● **Your instructions**
Lines in the listing below that contain the string "title" are to be found and copied.
(Material supplied begins)
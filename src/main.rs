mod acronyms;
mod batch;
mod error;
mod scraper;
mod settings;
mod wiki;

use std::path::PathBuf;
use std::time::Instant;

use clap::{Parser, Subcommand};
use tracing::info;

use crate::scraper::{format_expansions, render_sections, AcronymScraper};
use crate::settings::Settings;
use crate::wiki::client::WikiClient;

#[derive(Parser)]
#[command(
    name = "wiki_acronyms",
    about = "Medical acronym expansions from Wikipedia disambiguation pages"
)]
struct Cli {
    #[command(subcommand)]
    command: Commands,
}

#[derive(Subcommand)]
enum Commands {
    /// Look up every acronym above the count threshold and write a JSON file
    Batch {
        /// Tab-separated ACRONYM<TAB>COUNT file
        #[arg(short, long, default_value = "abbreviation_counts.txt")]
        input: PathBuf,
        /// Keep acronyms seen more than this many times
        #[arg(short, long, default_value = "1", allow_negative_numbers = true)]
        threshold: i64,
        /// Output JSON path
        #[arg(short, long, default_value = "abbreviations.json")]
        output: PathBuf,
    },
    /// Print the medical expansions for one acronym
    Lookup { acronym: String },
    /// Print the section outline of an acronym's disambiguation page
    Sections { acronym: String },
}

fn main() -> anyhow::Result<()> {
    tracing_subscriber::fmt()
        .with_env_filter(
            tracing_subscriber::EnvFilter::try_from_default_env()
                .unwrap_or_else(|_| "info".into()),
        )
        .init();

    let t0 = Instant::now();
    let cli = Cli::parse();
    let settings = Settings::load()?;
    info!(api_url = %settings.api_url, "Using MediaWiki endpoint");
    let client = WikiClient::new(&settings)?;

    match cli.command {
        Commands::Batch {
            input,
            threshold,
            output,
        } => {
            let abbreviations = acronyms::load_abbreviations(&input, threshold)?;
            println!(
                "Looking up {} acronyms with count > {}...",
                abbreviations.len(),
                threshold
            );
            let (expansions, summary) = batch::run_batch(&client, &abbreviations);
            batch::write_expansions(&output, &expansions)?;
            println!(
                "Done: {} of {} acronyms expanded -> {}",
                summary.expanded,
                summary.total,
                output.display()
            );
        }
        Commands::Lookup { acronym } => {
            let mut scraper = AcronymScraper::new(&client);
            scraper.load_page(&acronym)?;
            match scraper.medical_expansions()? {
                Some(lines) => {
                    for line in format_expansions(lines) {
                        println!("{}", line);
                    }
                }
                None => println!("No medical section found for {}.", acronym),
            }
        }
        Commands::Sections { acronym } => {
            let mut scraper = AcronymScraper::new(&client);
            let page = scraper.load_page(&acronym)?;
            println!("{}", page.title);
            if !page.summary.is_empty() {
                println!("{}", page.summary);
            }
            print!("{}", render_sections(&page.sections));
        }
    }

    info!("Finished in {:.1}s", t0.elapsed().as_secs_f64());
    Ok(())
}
(Material supplied ends)
(Material supplied begins)
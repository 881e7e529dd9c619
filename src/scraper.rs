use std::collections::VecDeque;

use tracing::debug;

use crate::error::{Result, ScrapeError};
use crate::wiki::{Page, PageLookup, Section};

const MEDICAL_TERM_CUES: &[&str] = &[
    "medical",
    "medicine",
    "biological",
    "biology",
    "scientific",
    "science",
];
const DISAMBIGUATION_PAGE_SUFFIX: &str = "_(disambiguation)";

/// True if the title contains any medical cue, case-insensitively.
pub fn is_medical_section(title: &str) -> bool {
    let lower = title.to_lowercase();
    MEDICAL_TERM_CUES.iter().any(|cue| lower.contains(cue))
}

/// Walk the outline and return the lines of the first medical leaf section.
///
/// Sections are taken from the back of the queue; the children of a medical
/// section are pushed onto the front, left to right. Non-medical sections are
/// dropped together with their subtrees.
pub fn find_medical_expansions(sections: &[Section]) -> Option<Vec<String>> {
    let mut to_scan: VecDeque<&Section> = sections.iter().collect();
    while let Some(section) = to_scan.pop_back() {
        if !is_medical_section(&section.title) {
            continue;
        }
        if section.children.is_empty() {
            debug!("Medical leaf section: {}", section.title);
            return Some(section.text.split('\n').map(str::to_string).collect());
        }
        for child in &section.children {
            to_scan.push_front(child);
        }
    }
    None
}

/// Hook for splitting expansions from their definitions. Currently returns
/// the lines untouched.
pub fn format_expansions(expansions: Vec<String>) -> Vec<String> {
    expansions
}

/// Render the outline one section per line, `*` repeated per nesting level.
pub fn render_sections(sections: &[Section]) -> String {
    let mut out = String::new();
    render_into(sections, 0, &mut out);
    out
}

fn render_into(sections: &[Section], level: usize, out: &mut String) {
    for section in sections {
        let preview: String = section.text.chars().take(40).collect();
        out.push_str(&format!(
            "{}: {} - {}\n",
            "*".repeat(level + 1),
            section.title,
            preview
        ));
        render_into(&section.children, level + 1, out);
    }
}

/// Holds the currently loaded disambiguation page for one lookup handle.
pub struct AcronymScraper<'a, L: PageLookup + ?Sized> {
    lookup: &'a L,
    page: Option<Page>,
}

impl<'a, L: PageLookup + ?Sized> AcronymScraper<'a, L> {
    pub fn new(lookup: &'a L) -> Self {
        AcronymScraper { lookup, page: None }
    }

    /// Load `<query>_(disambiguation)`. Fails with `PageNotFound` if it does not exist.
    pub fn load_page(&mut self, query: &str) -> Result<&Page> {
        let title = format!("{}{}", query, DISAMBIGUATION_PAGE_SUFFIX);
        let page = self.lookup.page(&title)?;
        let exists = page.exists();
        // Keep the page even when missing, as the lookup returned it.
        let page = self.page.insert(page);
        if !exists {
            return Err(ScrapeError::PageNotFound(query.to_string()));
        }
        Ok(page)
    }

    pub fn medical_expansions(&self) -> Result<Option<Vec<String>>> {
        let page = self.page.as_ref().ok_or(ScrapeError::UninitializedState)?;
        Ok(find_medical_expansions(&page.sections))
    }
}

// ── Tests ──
(Material supplied ends)
(Material supplied begins)
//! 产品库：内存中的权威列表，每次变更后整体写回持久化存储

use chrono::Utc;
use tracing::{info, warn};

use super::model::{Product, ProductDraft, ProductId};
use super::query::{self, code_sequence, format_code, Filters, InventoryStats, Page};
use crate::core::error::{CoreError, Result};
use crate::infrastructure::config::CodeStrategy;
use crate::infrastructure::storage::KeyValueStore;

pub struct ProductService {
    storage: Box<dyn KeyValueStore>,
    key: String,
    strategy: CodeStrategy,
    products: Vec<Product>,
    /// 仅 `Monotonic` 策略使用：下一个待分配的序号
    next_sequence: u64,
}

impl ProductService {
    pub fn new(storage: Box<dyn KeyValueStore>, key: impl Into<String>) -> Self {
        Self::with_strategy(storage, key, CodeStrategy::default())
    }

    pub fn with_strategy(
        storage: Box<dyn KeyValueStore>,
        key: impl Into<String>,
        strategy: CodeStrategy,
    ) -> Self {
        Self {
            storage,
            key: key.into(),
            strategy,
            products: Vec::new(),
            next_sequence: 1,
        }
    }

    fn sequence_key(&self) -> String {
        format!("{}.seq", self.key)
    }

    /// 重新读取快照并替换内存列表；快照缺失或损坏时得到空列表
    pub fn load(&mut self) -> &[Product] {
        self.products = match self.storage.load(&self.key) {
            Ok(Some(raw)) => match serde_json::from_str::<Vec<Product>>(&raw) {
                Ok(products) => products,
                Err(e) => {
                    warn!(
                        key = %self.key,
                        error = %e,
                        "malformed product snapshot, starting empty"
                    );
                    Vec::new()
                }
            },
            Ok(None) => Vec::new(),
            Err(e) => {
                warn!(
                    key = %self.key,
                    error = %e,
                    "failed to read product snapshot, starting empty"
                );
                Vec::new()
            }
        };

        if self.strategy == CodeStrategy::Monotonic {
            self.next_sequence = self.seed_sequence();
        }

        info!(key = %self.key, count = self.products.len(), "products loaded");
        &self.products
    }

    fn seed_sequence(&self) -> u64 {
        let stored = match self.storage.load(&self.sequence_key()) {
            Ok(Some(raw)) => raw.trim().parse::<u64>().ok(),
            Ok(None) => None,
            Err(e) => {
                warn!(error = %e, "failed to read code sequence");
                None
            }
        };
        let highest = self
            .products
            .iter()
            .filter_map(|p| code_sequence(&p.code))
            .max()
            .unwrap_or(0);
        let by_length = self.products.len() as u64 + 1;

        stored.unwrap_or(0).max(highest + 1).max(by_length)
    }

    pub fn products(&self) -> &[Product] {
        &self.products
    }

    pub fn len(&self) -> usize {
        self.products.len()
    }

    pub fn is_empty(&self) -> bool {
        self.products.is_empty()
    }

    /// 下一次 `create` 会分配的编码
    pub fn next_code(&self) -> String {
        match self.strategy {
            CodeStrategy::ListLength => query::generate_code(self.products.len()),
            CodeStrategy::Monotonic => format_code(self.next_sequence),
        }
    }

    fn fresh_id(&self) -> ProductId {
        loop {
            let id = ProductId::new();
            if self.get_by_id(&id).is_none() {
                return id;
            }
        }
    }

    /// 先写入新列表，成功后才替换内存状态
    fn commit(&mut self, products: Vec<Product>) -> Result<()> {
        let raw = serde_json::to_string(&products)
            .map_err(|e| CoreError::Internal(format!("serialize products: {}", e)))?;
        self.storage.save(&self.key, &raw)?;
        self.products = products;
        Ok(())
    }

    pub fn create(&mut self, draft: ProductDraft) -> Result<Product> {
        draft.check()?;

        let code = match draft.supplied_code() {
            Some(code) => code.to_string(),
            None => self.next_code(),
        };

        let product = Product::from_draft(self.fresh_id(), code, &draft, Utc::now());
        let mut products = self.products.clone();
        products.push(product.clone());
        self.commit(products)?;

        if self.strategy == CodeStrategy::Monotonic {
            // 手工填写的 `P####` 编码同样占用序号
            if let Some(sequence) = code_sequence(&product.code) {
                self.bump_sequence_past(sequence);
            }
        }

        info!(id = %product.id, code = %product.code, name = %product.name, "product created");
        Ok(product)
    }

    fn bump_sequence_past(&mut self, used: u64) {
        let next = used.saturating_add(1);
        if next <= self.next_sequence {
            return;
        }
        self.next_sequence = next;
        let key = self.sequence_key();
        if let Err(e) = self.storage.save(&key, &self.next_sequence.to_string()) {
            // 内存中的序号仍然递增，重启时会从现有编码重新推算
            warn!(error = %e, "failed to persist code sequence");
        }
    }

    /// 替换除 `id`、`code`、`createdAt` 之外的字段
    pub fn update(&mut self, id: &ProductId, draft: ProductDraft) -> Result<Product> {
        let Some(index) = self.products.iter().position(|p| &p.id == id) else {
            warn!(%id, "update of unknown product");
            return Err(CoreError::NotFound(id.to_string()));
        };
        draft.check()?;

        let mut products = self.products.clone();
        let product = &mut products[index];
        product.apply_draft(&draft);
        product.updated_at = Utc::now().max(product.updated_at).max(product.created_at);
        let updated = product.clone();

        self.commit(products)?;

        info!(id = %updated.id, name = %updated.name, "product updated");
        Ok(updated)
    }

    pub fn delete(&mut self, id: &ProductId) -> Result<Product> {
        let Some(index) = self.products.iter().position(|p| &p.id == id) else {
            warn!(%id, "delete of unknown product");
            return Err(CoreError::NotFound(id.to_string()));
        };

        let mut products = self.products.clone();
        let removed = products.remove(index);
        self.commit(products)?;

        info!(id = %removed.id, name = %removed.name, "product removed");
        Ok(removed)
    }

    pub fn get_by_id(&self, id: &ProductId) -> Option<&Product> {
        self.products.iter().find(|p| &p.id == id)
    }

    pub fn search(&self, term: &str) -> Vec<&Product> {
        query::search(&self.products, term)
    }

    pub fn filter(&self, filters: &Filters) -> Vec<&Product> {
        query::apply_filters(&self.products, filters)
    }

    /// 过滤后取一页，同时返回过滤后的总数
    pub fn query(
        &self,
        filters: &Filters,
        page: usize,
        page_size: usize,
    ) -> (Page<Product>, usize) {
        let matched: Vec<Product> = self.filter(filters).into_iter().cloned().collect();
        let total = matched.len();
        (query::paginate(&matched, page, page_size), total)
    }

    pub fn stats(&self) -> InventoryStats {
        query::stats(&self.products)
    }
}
(Material supplied ends)
● **Result of the exercise**
            println!("{}", page.title);
/// True if the title contains any medical cue, case-insensitively.
pub fn is_medical_section(title: &str) -> bool {
    let lower = title.to_lowercase();
        if !is_medical_section(&section.title) {
            debug!("Medical leaf section: {}", section.title);
            section.title,
        let title = format!("{}{}", query, DISAMBIGUATION_PAGE_SUFFIX);
        let page = self.lookup.page(&title)?;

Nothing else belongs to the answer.